According to a GitLabs study, security is the most common reason for using a DevOps platform and the area with the highest planned investments.
For the sixth time, the company behind the software development platform GitLab has conducted the annual “Global DevSecOps Survey”. It brings to light that security is key and the most cited reason for using a DevOps platform. According to GitLab, the fact that security is coming to the fore is a sign of a clear change: In recent years, security teams have often brushed aside concerns in order to release software faster.
In this edition of the study, GitLab surveyed over 5000 people in various DevOps roles – including developers, site reliability engineers and decision makers – in May 2022 on topics such as toolchain, security, test automation and deployment.
Safety comes first
Three quarters of respondents are using a DevOps platform or plan to start using it this year. In making this decision, increased security is paramount—over cost and time savings, DevOps improvement, and simplified automation. The study participants state developers as the most likely users of the platform, but according to 38 percent, the entire DevOps team should use the platform. According to the study, DevOps is primarily used to increase code quality, developer productivity and operational efficiency. Other reasons for DevOps are security, time-to-market, better collaboration and happier team members.
A clear change towards security can also be seen in the everyday work of the developers surveyed: In 2021, 39 percent of developers were still “completely responsible” for security in their companies, this year it is 53 percent – an increase of 14 percent. GitLab sees this as an indication of a Shift Left. An additional 39 percent of the developers surveyed see themselves as part of their team responsible for security, and seven percent see other team members as primarily responsible for this. The increased security awareness seems to be paying off: According to 87 percent of those surveyed (2021: 75 percent), their company makes it possible to avoid security incidents.
Faster deployment, variety of tools and planned investments
Other findings from the study include faster deployment. 70 percent of those surveyed deploy either multiple times a day, daily, or every few days—an increase of 11 percent year-on-year. Of these, multiple daily deployment accounts for 27 percent of those surveyed. However, the clear majority complained that there were too many tools in their tool chain that they would like to consolidate: Over 40 percent of the study participants use between six and ten different tools. The tools used include version control tools such as GitLab, GitHub or BitBucket, recently released in version 15.3, and microservices and Kubernetes are also frequently used.

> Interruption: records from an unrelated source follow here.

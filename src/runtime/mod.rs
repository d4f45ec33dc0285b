//! Runtime view of the merged dynamic configuration.
//!
//! A [`RuntimeConfiguration`] is built from scratch on every reload, annotated
//! by the builders, and then published as an immutable snapshot.

mod info;
pub mod names;

pub use info::{
    MiddlewareInfo, RouterInfo, RuntimeStatus, ServiceInfo, TcpRouterInfo, TcpServiceInfo,
};

use crate::config::dynamic::{Configuration, Middleware, Router, Service, TcpRouter, TcpService};
use serde::Serialize;
use std::collections::BTreeMap;
use std::sync::Arc;
use tracing::error;

pub type EntryPointRouters<T> = BTreeMap<String, BTreeMap<String, Arc<T>>>;

#[derive(Debug, Default)]
pub struct RuntimeConfiguration {
    pub routers: BTreeMap<String, Arc<RouterInfo>>,
    pub services: BTreeMap<String, Arc<ServiceInfo>>,
    pub middlewares: BTreeMap<String, Arc<MiddlewareInfo>>,
    pub tcp_routers: BTreeMap<String, Arc<TcpRouterInfo>>,
    pub tcp_services: BTreeMap<String, Arc<TcpServiceInfo>>,
}

impl RuntimeConfiguration {
    /// Wrap every entity of an already merged and qualified configuration.
    /// Every entity starts enabled.
    pub fn new(conf: Configuration) -> Self {
        let mut runtime = RuntimeConfiguration::default();

        if let Some(http) = conf.http {
            runtime.routers = wrap(http.routers, RouterInfo::new);
            runtime.services = wrap(http.services, ServiceInfo::new);
            runtime.middlewares = wrap(http.middlewares, MiddlewareInfo::new);
        }

        if let Some(tcp) = conf.tcp {
            runtime.tcp_routers = wrap(tcp.routers, TcpRouterInfo::new);
            runtime.tcp_services = wrap(tcp.services, TcpServiceInfo::new);
        }

        runtime
    }

    /// Link services and middlewares back to the routers that use them.
    ///
    /// References are qualified with the router's provider. Dangling
    /// references are skipped here; the builders report them.
    pub fn populate_used_by(&self) {
        for (router_name, info) in &self.routers {
            let Some(provider) = names::provider_of(router_name) else {
                error!("Router name '{}' is not fully qualified", router_name);
                continue;
            };

            for middleware in &info.router.middlewares {
                let qualified = names::qualify(provider, middleware);
                if let Some(target) = self.middlewares.get(&qualified) {
                    target.push_used_by(router_name);
                }
            }

            let service = names::qualify(provider, &info.router.service);
            if let Some(target) = self.services.get(&service) {
                target.push_used_by(router_name);
            }
        }

        for (router_name, info) in &self.tcp_routers {
            let Some(provider) = names::provider_of(router_name) else {
                error!("TCP router name '{}' is not fully qualified", router_name);
                continue;
            };

            let service = names::qualify(provider, &info.router.service);
            if let Some(target) = self.tcp_services.get(&service) {
                target.push_used_by(router_name);
            }
        }

        self.services.values().for_each(|s| s.sort_used_by());
        self.middlewares.values().for_each(|m| m.sort_used_by());
        self.tcp_services.values().for_each(|s| s.sort_used_by());
    }

    /// HTTP routers grouped by entry point.
    ///
    /// Only routers whose TLS setting matches `tls` are returned. A router
    /// without entry points is attached to all of `entry_points`; unknown
    /// entry point names are reported on the router and dropped.
    pub fn get_routers_by_entry_points(
        &self,
        entry_points: &[String],
        tls: bool,
    ) -> EntryPointRouters<RouterInfo> {
        let mut result: EntryPointRouters<RouterInfo> = BTreeMap::new();

        for (name, info) in &self.routers {
            if info.is_tls() != tls {
                continue;
            }
            for ep in attached_entry_points(&info.router.entry_points, entry_points) {
                if !entry_points.contains(ep) {
                    error!("Router '{}': entry point '{}' doesn't exist", name, ep);
                    info.add_error(format!("entryPoint {:?} doesn't exist", ep), false);
                    continue;
                }
                result
                    .entry(ep.clone())
                    .or_default()
                    .insert(name.clone(), info.clone());
            }
        }

        result
    }

    /// TCP routers grouped by entry point, with the same attachment rules
    /// as [`get_routers_by_entry_points`](Self::get_routers_by_entry_points).
    pub fn get_tcp_routers_by_entry_points(
        &self,
        entry_points: &[String],
    ) -> EntryPointRouters<TcpRouterInfo> {
        let mut result: EntryPointRouters<TcpRouterInfo> = BTreeMap::new();

        for (name, info) in &self.tcp_routers {
            for ep in attached_entry_points(&info.router.entry_points, entry_points) {
                if !entry_points.contains(ep) {
                    error!("TCP router '{}': entry point '{}' doesn't exist", name, ep);
                    info.add_error(format!("entryPoint {:?} doesn't exist", ep), false);
                    continue;
                }
                result
                    .entry(ep.clone())
                    .or_default()
                    .insert(name.clone(), info.clone());
            }
        }

        result
    }

    /// Serializable view for introspection.
    pub fn snapshot(&self) -> RuntimeSnapshot {
        RuntimeSnapshot {
            routers: view(&self.routers, |name, info| RouterView {
                router: info.router.clone(),
                provider: provider(name),
                status: info.status(),
                errors: info.errors(),
            }),
            services: view(&self.services, |name, info| ServiceView {
                service: info.service.clone(),
                provider: provider(name),
                status: info.status(),
                errors: info.errors(),
                used_by: info.used_by(),
                server_status: info.get_all_status(),
            }),
            middlewares: view(&self.middlewares, |name, info| MiddlewareView {
                middleware: info.middleware.clone(),
                provider: provider(name),
                status: info.status(),
                errors: info.errors(),
                used_by: info.used_by(),
            }),
            tcp_routers: view(&self.tcp_routers, |name, info| TcpRouterView {
                router: info.router.clone(),
                provider: provider(name),
                status: info.status(),
                errors: info.errors(),
            }),
            tcp_services: view(&self.tcp_services, |name, info| TcpServiceView {
                service: info.service.clone(),
                provider: provider(name),
                status: info.status(),
                errors: info.errors(),
                used_by: info.used_by(),
            }),
        }
    }
}

fn wrap<C, I>(entities: BTreeMap<String, C>, new: impl Fn(C) -> I) -> BTreeMap<String, Arc<I>> {
    entities
        .into_iter()
        .map(|(name, conf)| (name, Arc::new(new(conf))))
        .collect()
}

fn attached_entry_points<'a>(declared: &'a [String], all: &'a [String]) -> &'a [String] {
    if declared.is_empty() { all } else { declared }
}

fn provider(name: &str) -> String {
    names::provider_of(name).unwrap_or_default().to_string()
}

fn view<I, V>(
    entities: &BTreeMap<String, Arc<I>>,
    f: impl Fn(&str, &I) -> V,
) -> BTreeMap<String, V> {
    entities
        .iter()
        .map(|(name, info)| (name.clone(), f(name, info)))
        .collect()
}

#[derive(Debug, Serialize)]
#[serde(rename_all = "camelCase")]
pub struct RuntimeSnapshot {
    #[serde(skip_serializing_if = "BTreeMap::is_empty")]
    pub routers: BTreeMap<String, RouterView>,
    #[serde(skip_serializing_if = "BTreeMap::is_empty")]
    pub services: BTreeMap<String, ServiceView>,
    #[serde(skip_serializing_if = "BTreeMap::is_empty")]
    pub middlewares: BTreeMap<String, MiddlewareView>,
    #[serde(skip_serializing_if = "BTreeMap::is_empty")]
    pub tcp_routers: BTreeMap<String, TcpRouterView>,
    #[serde(skip_serializing_if = "BTreeMap::is_empty")]
    pub tcp_services: BTreeMap<String, TcpServiceView>,
}

#[derive(Debug, Serialize)]
#[serde(rename_all = "camelCase")]
pub struct RouterView {
    #[serde(flatten)]
    pub router: Router,
    pub provider: String,
    pub status: RuntimeStatus,
    #[serde(rename = "error", skip_serializing_if = "Vec::is_empty")]
    pub errors: Vec<String>,
}

#[derive(Debug, Serialize)]
#[serde(rename_all = "camelCase")]
pub struct ServiceView {
    #[serde(flatten)]
    pub service: Service,
    pub provider: String,
    pub status: RuntimeStatus,
    #[serde(rename = "error", skip_serializing_if = "Vec::is_empty")]
    pub errors: Vec<String>,
    #[serde(skip_serializing_if = "Vec::is_empty")]
    pub used_by: Vec<String>,
    #[serde(skip_serializing_if = "BTreeMap::is_empty")]
    pub server_status: BTreeMap<String, String>,
}

#[derive(Debug, Serialize)]
#[serde(rename_all = "camelCase")]
pub struct MiddlewareView {
    #[serde(flatten)]
    pub middleware: Middleware,
    pub provider: String,
    pub status: RuntimeStatus,
    #[serde(rename = "error", skip_serializing_if = "Vec::is_empty")]
    pub errors: Vec<String>,
    #[serde(skip_serializing_if = "Vec::is_empty")]
    pub used_by: Vec<String>,
}

#[derive(Debug, Serialize)]
#[serde(rename_all = "camelCase")]
pub struct TcpRouterView {
    #[serde(flatten)]
    pub router: TcpRouter,
    pub provider: String,
    pub status: RuntimeStatus,
    #[serde(rename = "error", skip_serializing_if = "Vec::is_empty")]
    pub errors: Vec<String>,
}

#[derive(Debug, Serialize)]
#[serde(rename_all = "camelCase")]
pub struct TcpServiceView {
    #[serde(flatten)]
    pub service: TcpService,
    pub provider: String,
    pub status: RuntimeStatus,
    #[serde(rename = "error", skip_serializing_if = "Vec::is_empty")]
    pub errors: Vec<String>,
    #[serde(skip_serializing_if = "Vec::is_empty")]
    pub used_by: Vec<String>,
}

With regard to investments, the people surveyed from the Dev, Sec and Ops areas agree and want to invest primarily in security this year. Cloud computing comes second in investment plans, followed by DevOps, artificial intelligence and blockchain. The plans vary depending on the role, for example management as well as security teams see blockchain investments as a top priority.
These and other finds can be read in the study report, which GitLab makes available as a PDF file if you provide your contact details. A blog entry highlights the central points.